The French continue to battle ISIL and other terrorist groups across the Sahara. And as well as in Iraq and Syria. And European nations, including Germany, the Netherlands, Belgium, Spain and many, many others are contributing to the coalition and the fight since the battle intensified.
It has accelerated its operations since the attack in Brussels and we will continue to accelerate our operations. And we have to do more and we're asking NATO to consider doing more. NATO, the alliance, especially in the area of training Iraqis security forces in three primary areas. One, police. Two, logistics and three, border security.
So in addition to the bilateral agreements that we have with our allies, we're asking NATO to step up also. Now, the lasting defeat of Daesh and other extremist groups is a global undertaking because they're a global threat. And the U.S. and NATO can handle this away game.
We're not recommending that NATO get involved within the internal security of the countries on the cockpit. We're asking all governments to act to disrupt, dismantle and destroy extremist capabilities, recruiting and finances within their own border. And that means at the broadest sense, if we want to improve our ability to gather intelligence, we want to improve our ability to share intelligence among all nations.
We want to improve counter-terrorism cooperation and partnerships. And we want to enhance the training of our security forces. And the United States stands ready to help whenever asked. Those barbaric attacks on innocence that occurred in Brussels only renewed our determination to deliver them a lasting defeat.
And I am absolutely confident that as is Secretary Carter, that we are on our way to doing so. Now, I'd like to turn my attention to another challenge that is facing NATO and that's the challenge that emanates from the east with a resurgent Russia. It also is manifesting itself in the north again from a resurgent Russia.
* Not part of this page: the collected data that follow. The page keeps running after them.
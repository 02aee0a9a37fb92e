//! WebSocket upgrade + message loop. Each connection owns one practice `Session`.
//!
//! Client messages are parsed as JSON and applied to the session; reviews run in
//! spawned tasks and report back through a channel so the loop keeps serving
//! the learner while a review is in flight.

use std::fmt::Display;
use std::sync::Arc;
use axum::{
  extract::{
    ws::{Message, WebSocket},
    State, WebSocketUpgrade,
  },
  response::IntoResponse,
};
use futures::{Sink, SinkExt, Stream, StreamExt};
use tokio::sync::mpsc;
use tracing::{debug, error, info, instrument, Instrument};
use uuid::Uuid;

use crate::domain::ReviewResult;
use crate::error::ConfigError;
use crate::logic::{finish_review, handle_action, run_review, Step};
use crate::protocol::{ClientWsMessage, ServerWsMessage};
use crate::session::{Session, Ticket};
use crate::state::AppState;

type ReviewDone = (Ticket, Result<ReviewResult, ConfigError>);

#[instrument(level = "info", skip(ws, state))]
pub async fn ws_upgrade(ws: WebSocketUpgrade, State(state): State<Arc<AppState>>) -> impl IntoResponse {
  info!(target: "algoclone", "WebSocket upgrade requested");
  ws.on_upgrade(move |socket| handle_ws(socket, state))
}

#[instrument(level = "info", skip(socket, state), fields(session_id = %Uuid::new_v4()))]
async fn handle_ws(socket: WebSocket, state: Arc<AppState>) {
  info!(target: "algoclone", "WebSocket connected");
  let (outgoing, incoming) = socket.split();
  run_session(state, incoming, outgoing).await;
  info!(target: "algoclone", "WebSocket disconnected");
}

/// Serve one session until the client closes or a send fails.
async fn run_session<R, W, E>(state: Arc<AppState>, mut incoming: R, mut outgoing: W)
where
  R: Stream<Item = Result<Message, E>> + Unpin,
  W: Sink<Message> + Unpin,
  W::Error: Display,
{
  let mut session = Session::new();
  let (done_tx, mut done_rx) = mpsc::channel::<ReviewDone>(4);

  loop {
    let replies = tokio::select! {
      frame = incoming.next() => {
        let Some(Ok(msg)) = frame else { break };
        match msg {
          Message::Text(txt) => {
            let step = match serde_json::from_str::<ClientWsMessage>(&txt) {
              Ok(parsed) => {
                debug!(target: "algoclone", "WS received: {:?}", &parsed);
                handle_action(&state, &mut session, parsed)
              }
              Err(e) => Step { replies: vec![ServerWsMessage::Error { message: format!("Invalid JSON: {}", e) }], pending: None },
            };
            if let Some(pending) = step.pending {
              let state = state.clone();
              let tx = done_tx.clone();
              tokio::spawn(
                async move {
                  let outcome = run_review(&state, &pending.request).await;
                  // Receiver is gone only if the connection closed; nothing to apply then.
                  let _ = tx.send((pending.ticket, outcome)).await;
                }
                .in_current_span(),
              );
            }
            step.replies
          }
          Message::Ping(payload) => {
            let _ = outgoing.send(Message::Pong(payload)).await;
            continue;
          }
          Message::Close(_) => break,
          _ => continue,
        }
      }
      Some((ticket, outcome)) = done_rx.recv() => {
        finish_review(&state, &mut session, &ticket, outcome)
      }
    };

    for reply in replies {
      let out = serde_json::to_string(&reply).unwrap_or_else(|e| {
        serde_json::json!({ "type": "error", "message": format!("Serialization error: {}", e) }).to_string()
      });
      if let Err(e) = outgoing.send(Message::Text(out)).await {
        error!(target: "algoclone", error = %e, "WS send error");
        return;
      }
    }
  }
}

#[cfg(test)]
mod tests {
  use super::*;
  use std::time::Duration;

  use futures::channel::mpsc::{unbounded, UnboundedReceiver, UnboundedSender};
  use serde_json::{json, Value};

  use crate::catalog::{seed_problems, Catalog};
  use crate::review::tests::{client_with, StubBackend, GOOD_REPLY};

  type Inbound = UnboundedSender<Result<Message, axum::Error>>;

  struct Client {
    tx: Inbound,
    rx: UnboundedReceiver<Message>,
    task: tokio::task::JoinHandle<()>,
  }

  fn connect(backend: Arc<StubBackend>) -> Client {
    let state = Arc::new(AppState::with_reviewer(Catalog::new(seed_problems()), Ok(client_with(backend))));
    let (tx, incoming) = unbounded();
    let (outgoing, rx) = unbounded();
    let task = tokio::spawn(run_session(state, incoming, outgoing));
    Client { tx, rx, task }
  }

  fn slow(delay: Duration) -> Arc<StubBackend> {
    Arc::new(StubBackend { delay: Some(delay), ..StubBackend::ok(GOOD_REPLY) })
  }

  impl Client {
    fn send(&self, v: Value) {
      self.tx.unbounded_send(Ok(Message::Text(v.to_string()))).unwrap();
    }

    async fn recv(&mut self) -> Value {
      let frame = tokio::time::timeout(Duration::from_secs(2), self.rx.next()).await.unwrap().unwrap();
      match frame {
        Message::Text(t) => serde_json::from_str(&t).unwrap(),
        other => panic!("unexpected frame {other:?}"),
      }
    }
  }

  #[tokio::test]
  async fn loop_keeps_serving_while_a_review_runs() {
    let backend = slow(Duration::from_millis(200));
    let mut c = connect(backend.clone());

    c.send(json!({ "type": "select_problem", "problemId": "binary-search" }));
    assert_eq!(c.recv().await["session"]["phase"], "Idle");
    c.send(json!({ "type": "submit", "code": "left = 0" }));
    assert_eq!(c.recv().await["session"]["phase"], "Analyzing");

    c.send(json!({ "type": "ping" }));
    assert_eq!(c.recv().await["type"], "pong");

    let review = c.recv().await;
    assert_eq!(review["type"], "review");
    assert_eq!(review["result"]["score"], 95);
    assert_eq!(c.recv().await["session"]["phase"], "Reviewed");
    assert_eq!(backend.calls(), 1);
  }

  #[tokio::test]
  async fn late_review_after_switch_is_never_sent() {
    let backend = slow(Duration::from_millis(100));
    let mut c = connect(backend.clone());

    c.send(json!({ "type": "select_problem", "problemId": "binary-search" }));
    c.recv().await;
    c.send(json!({ "type": "submit", "code": "left = 0" }));
    c.recv().await;
    c.send(json!({ "type": "select_problem", "problemId": "merge-sort", "confirmed": true }));
    let switched = c.recv().await;
    assert_eq!(switched["session"]["problemId"], "merge-sort");
    assert_eq!(switched["session"]["phase"], "Idle");

    tokio::time::sleep(Duration::from_millis(400)).await;
    assert_eq!(backend.calls(), 1);

    // The next frame answers this ping; the stale review produced nothing.
    c.send(json!({ "type": "ping" }));
    assert_eq!(c.recv().await["type"], "pong");
    c.send(json!({ "type": "edit", "code": "def merge_sort(arr):" }));
    let snap = c.recv().await;
    assert_eq!(snap["session"]["problemId"], "merge-sort");
    assert!(snap["session"].get("result").is_none());
  }

  #[tokio::test]
  async fn bad_json_is_reported_and_close_ends_the_loop() {
    let mut c = connect(Arc::new(StubBackend::ok(GOOD_REPLY)));

    c.tx.unbounded_send(Ok(Message::Text("{not json".into()))).unwrap();
    let err = c.recv().await;
    assert_eq!(err["type"], "error");
    assert!(err["message"].as_str().unwrap().starts_with("Invalid JSON"));

    c.tx.unbounded_send(Ok(Message::Close(None))).unwrap();
    tokio::time::timeout(Duration::from_secs(2), c.task).await.unwrap().unwrap();
    assert!(c.rx.next().await.is_none());
  }
}
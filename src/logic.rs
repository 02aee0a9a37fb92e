//! Core behaviors shared by both HTTP and WebSocket handlers.
//!
//! This includes:
//!   - Applying learner actions to a `Session` (with the confirmation round-trip)
//!   - Running reviews and committing their outcome (stale-result guard)
//!   - Catalog listing and hints
//!   - The stateless one-shot review used by the HTTP API

use tracing::{debug, info, instrument, warn};

use crate::domain::ReviewResult;
use crate::error::ConfigError;
use crate::prompt::{build_review_request, ReviewRequest};
use crate::protocol::{to_summary, ClientWsMessage, ProblemQuery, ProblemSummary, ServerWsMessage};
use crate::session::{Completion, ConfirmPrompt, Navigation, PendingReview, Session, Ticket};
use crate::state::AppState;
use crate::util::is_blank;

/// Replies to send now, plus a review to start (at most one).
#[derive(Debug, Default)]
pub struct Step {
  pub replies: Vec<ServerWsMessage>,
  pub pending: Option<PendingReview>,
}

impl Step {
  fn reply(msg: ServerWsMessage) -> Self {
    Self { replies: vec![msg], pending: None }
  }
}

fn snapshot(session: &Session) -> ServerWsMessage {
  ServerWsMessage::Session { session: session.snapshot() }
}

fn confirm_text(state: &AppState, prompt: ConfirmPrompt) -> String {
  match prompt {
    ConfirmPrompt::SwitchProblem => state.messages.confirm_switch_problem.clone(),
    ConfirmPrompt::ReturnToCatalog => state.messages.confirm_return_to_catalog.clone(),
    ConfirmPrompt::Reset => state.messages.confirm_reset.clone(),
  }
}

fn navigation_reply(state: &AppState, session: &Session, nav: Navigation) -> Step {
  match nav {
    Navigation::Applied | Navigation::Ignored => Step::reply(snapshot(session)),
    Navigation::Declined(action) => Step::reply(ServerWsMessage::ConfirmRequired {
      action,
      message: confirm_text(state, action),
    }),
  }
}

/// Apply one client message to the connection's session.
#[instrument(level = "debug", skip(state, session))]
pub fn handle_action(state: &AppState, session: &mut Session, msg: ClientWsMessage) -> Step {
  match msg {
    ClientWsMessage::Ping => Step::reply(ServerWsMessage::Pong),

    ClientWsMessage::ListProblems => Step::reply(ServerWsMessage::Problems {
      problems: list_problems(state, &ProblemQuery::default()),
    }),

    ClientWsMessage::SelectProblem { problem_id, confirmed } => {
      let Some(problem) = state.catalog.get(&problem_id) else {
        warn!(target: "session", %problem_id, "Unknown problem requested");
        return Step::reply(ServerWsMessage::Error { message: format!("Unknown problem: {problem_id}") });
      };
      let nav = session.select_problem(problem, |_| confirmed);
      info!(target: "session", %problem_id, ?nav, "select_problem");
      navigation_reply(state, session, nav)
    }

    ClientWsMessage::ReturnToCatalog { confirmed } => {
      let nav = session.return_to_catalog(|_| confirmed);
      info!(target: "session", ?nav, "return_to_catalog");
      navigation_reply(state, session, nav)
    }

    ClientWsMessage::Reset { confirmed } => {
      let nav = session.reset(|_| confirmed);
      info!(target: "session", ?nav, "reset");
      navigation_reply(state, session, nav)
    }

    ClientWsMessage::Edit { code } => {
      if !session.edit(code) {
        debug!(target: "session", phase = ?session.phase(), "edit ignored");
      }
      Step::reply(snapshot(session))
    }

    ClientWsMessage::Submit { code } => {
      if let Some(code) = code {
        session.edit(code);
      }
      let pending = session.begin_submit(&state.prompts);
      match &pending {
        Some(p) => info!(target: "session", problem_id = %p.ticket.problem_id(), code_len = session.code().len(), "submit accepted"),
        None => debug!(target: "session", phase = ?session.phase(), "submit ignored"),
      }
      Step { replies: vec![snapshot(session)], pending }
    }

    ClientWsMessage::Dismiss => {
      session.dismiss();
      Step::reply(snapshot(session))
    }

    ClientWsMessage::Hint => {
      let text = session
        .problem()
        .and_then(|p| hint_text(state, &p.id))
        .unwrap_or_else(|| state.messages.hint.clone());
      Step::reply(ServerWsMessage::Hint { text })
    }
  }
}

/// Run the evaluation for a pending review. Suitable for `tokio::spawn`.
pub async fn run_review(state: &AppState, request: &ReviewRequest) -> Result<ReviewResult, ConfigError> {
  match &state.reviewer {
    Ok(client) => client.evaluate(request).await,
    Err(e) => Err(e.clone()),
  }
}

/// Commit a finished review; returns nothing to send when the result is stale.
#[instrument(level = "info", skip(state, session, outcome), fields(problem_id = %ticket.problem_id()))]
pub fn finish_review(
  state: &AppState,
  session: &mut Session,
  ticket: &Ticket,
  outcome: Result<ReviewResult, ConfigError>,
) -> Vec<ServerWsMessage> {
  match session.complete(ticket, outcome, &state.messages.config_error) {
    Completion::Stale => {
      info!(target: "session", "Discarding stale review result");
      Vec::new()
    }
    Completion::Reviewed => {
      let result = session.result().cloned();
      info!(target: "session", score = ?result.as_ref().map(|r| r.score), "Review committed");
      let mut out: Vec<ServerWsMessage> = result.into_iter().map(|result| ServerWsMessage::Review { result }).collect();
      out.push(snapshot(session));
      out
    }
    Completion::Failed => {
      let message = session.error_message().unwrap_or_default().to_string();
      warn!(target: "session", %message, "Review failed (configuration)");
      vec![ServerWsMessage::Error { message }, snapshot(session)]
    }
  }
}

/// Catalog cards in catalog order, optionally filtered.
pub fn list_problems(state: &AppState, q: &ProblemQuery) -> Vec<ProblemSummary> {
  state
    .catalog
    .iter()
    .filter(|p| q.difficulty.map_or(true, |d| p.difficulty == d))
    .filter(|p| q.category.as_deref().map_or(true, |c| p.category.to_lowercase().contains(&c.to_lowercase())))
    .map(|p| to_summary(p))
    .collect()
}

/// Static study hint; `None` for an unknown problem.
pub fn hint_text(state: &AppState, problem_id: &str) -> Option<String> {
  state.catalog.get(problem_id).map(|_| state.messages.hint.clone())
}

#[derive(Debug, PartialEq)]
pub enum OneShotError {
  UnknownProblem(String),
  EmptySubmission,
  Config(ConfigError),
}

/// Stateless review for the HTTP API: same guards and failure policy as a session submit.
#[instrument(level = "info", skip(state, code), fields(%problem_id, code_len = code.len()))]
pub async fn one_shot_review(state: &AppState, problem_id: &str, code: &str) -> Result<ReviewResult, OneShotError> {
  let problem = state
    .catalog
    .get(problem_id)
    .ok_or_else(|| OneShotError::UnknownProblem(problem_id.to_string()))?;
  if is_blank(code) {
    return Err(OneShotError::EmptySubmission);
  }
  let request = build_review_request(&problem, code, &state.prompts);
  run_review(state, &request).await.map_err(OneShotError::Config)
}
And if you look at the some of the things they're doing in the maritime domain, it even provides a threat to the west. Moscow continues to use its political, economic and military power to challenge a vision of a Europe whole, free and at peace. It's modernizing its military capabilities, rattling its nuclear saber.
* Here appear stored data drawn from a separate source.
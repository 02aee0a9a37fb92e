//! AlgoClone · clone-coding practice backend
//!
//! - Axum HTTP + WebSocket API (one practice session per WebSocket connection)
//! - Remote code review through an OpenAI-compatible service
//! - Static frontend fallback (./static/index.html)
//!
//! Important env variables:
//!   PORT                 : u16 (default 3000)
//!   OPENAI_API_KEY       : evaluation credential, read on every review
//!   REVIEW_API_KEY_ENV   : name of the credential variable (default "OPENAI_API_KEY")
//!   OPENAI_BASE_URL      : default "https://api.openai.com/v1"
//!   OPENAI_REVIEW_MODEL  : default "gpt-4o-mini"
//!   REVIEW_TIMEOUT_SECS  : bounded wait for one review (default 30)
//!   REVIEW_TEMPERATURE   : sampling temperature (default 0.1)
//!   AGENT_CONFIG_PATH    : path to TOML config (prompts, messages, problem bank)
//!   LOG_LEVEL            : tracing filter, e.g. "debug" or full directives
//!   LOG_FORMAT           : "pretty" (default) or "json"

mod telemetry;
mod util;
mod domain;
mod error;
mod config;
mod catalog;
mod prompt;
mod review;
mod session;
mod state;
mod protocol;
mod logic;
mod routes;

use std::{net::SocketAddr, sync::Arc};
use tokio::net::TcpListener;
use tracing::info;

use crate::routes::build_router;
use crate::state::AppState;

#[tokio::main]
async fn main() -> Result<(), Box<dyn std::error::Error>> {
  telemetry::init_tracing();

  // Shared read-only state: catalog, prompts, messages, review client.
  let state = Arc::new(AppState::new());

  let app = build_router(state.clone());

  let addr: SocketAddr = std::env::var("PORT")
    .ok()
    .and_then(|p| p.parse::<u16>().ok())
    .map(|port| SocketAddr::from(([0, 0, 0, 0], port)))
    .unwrap_or_else(|| SocketAddr::from(([0, 0, 0, 0], 3000)));

  let listener = TcpListener::bind(addr).await?;
  info!(target: "algoclone", %addr, problems = state.catalog.len(), "HTTP server listening");
  axum::serve(listener, app)
    .with_graceful_shutdown(shutdown_signal())
    .await?;
  info!(target: "algoclone", "Server stopped");
  Ok(())
}

async fn shutdown_signal() {
  if let Err(e) = tokio::signal::ctrl_c().await {
    tracing::error!(target: "algoclone", error = %e, "Failed to listen for Ctrl-C");
    std::future::pending::<()>().await;
  }
}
It's seeking to annex Crimea. It's destabilizing Ukraine. It seeks to undermine NATO's solidarity and it's turning Leningrad into an armed enclave in the Baltic Sea. Just recently, we've seen unprofessional and unsafe activities by Russian aircraft which are operating dangerously close to U.S. ships operating in international water against Swedish aircraft, against U.S. aircraft.
And all of these are operating in either on the open sea or in the skies above the sea. And these intercepts are incredibly reckless. The level that the aircraft, for example, approached the USS Donald Cook, the U.S. Destroyer, was extremely low at high speeds, just above the surface of the ocean.
Any type of mishap on that aircraft would have resulted in that aircraft spiraling into the sea. And if that had happened, would Russians have believed that Donald Cook had not engaged them? Well, we don't know. But we don't want to take that chance. And so we ask Russia to moderate the reckless behavior and to operate safely in the seas, on the seas and in the air above it.
Now, in the face of Russian aggression and antagonism, NATO and the European community once again, have to respond together to ensure that we maintain peace and stability on the commons. Earlier today I had an opportunity to discuss this challenge with NATO Secretary General Stoltenberg, as well as representatives from the 28 allied nations at the North Atlantic Council, which I think you all know is NATO's principle decision making body.
I conveyed first that our FY '17 budget submission will have $3.4 billion in something we call the European Reassurance Initiative (ERI). And our next steps are to have a heel to toe rotation. In other words, every time a brigade comes in, moves out, another brigade will come in. And we refer to this as heel to toe rotations.
That means that an armored brigade combat team will be on European territory 24 hours a day, seven days a week, 365 days a year. By the end of September 2017 a little bit more than a year from now, we will have a full division of U.S. troops in Europe all the time with an airborne brigade in Italy, a Stryker brigade in Germany an armored brigade that is rotating in constantly and that will be backed up by preposition set of equipment for another armored brigade combat team.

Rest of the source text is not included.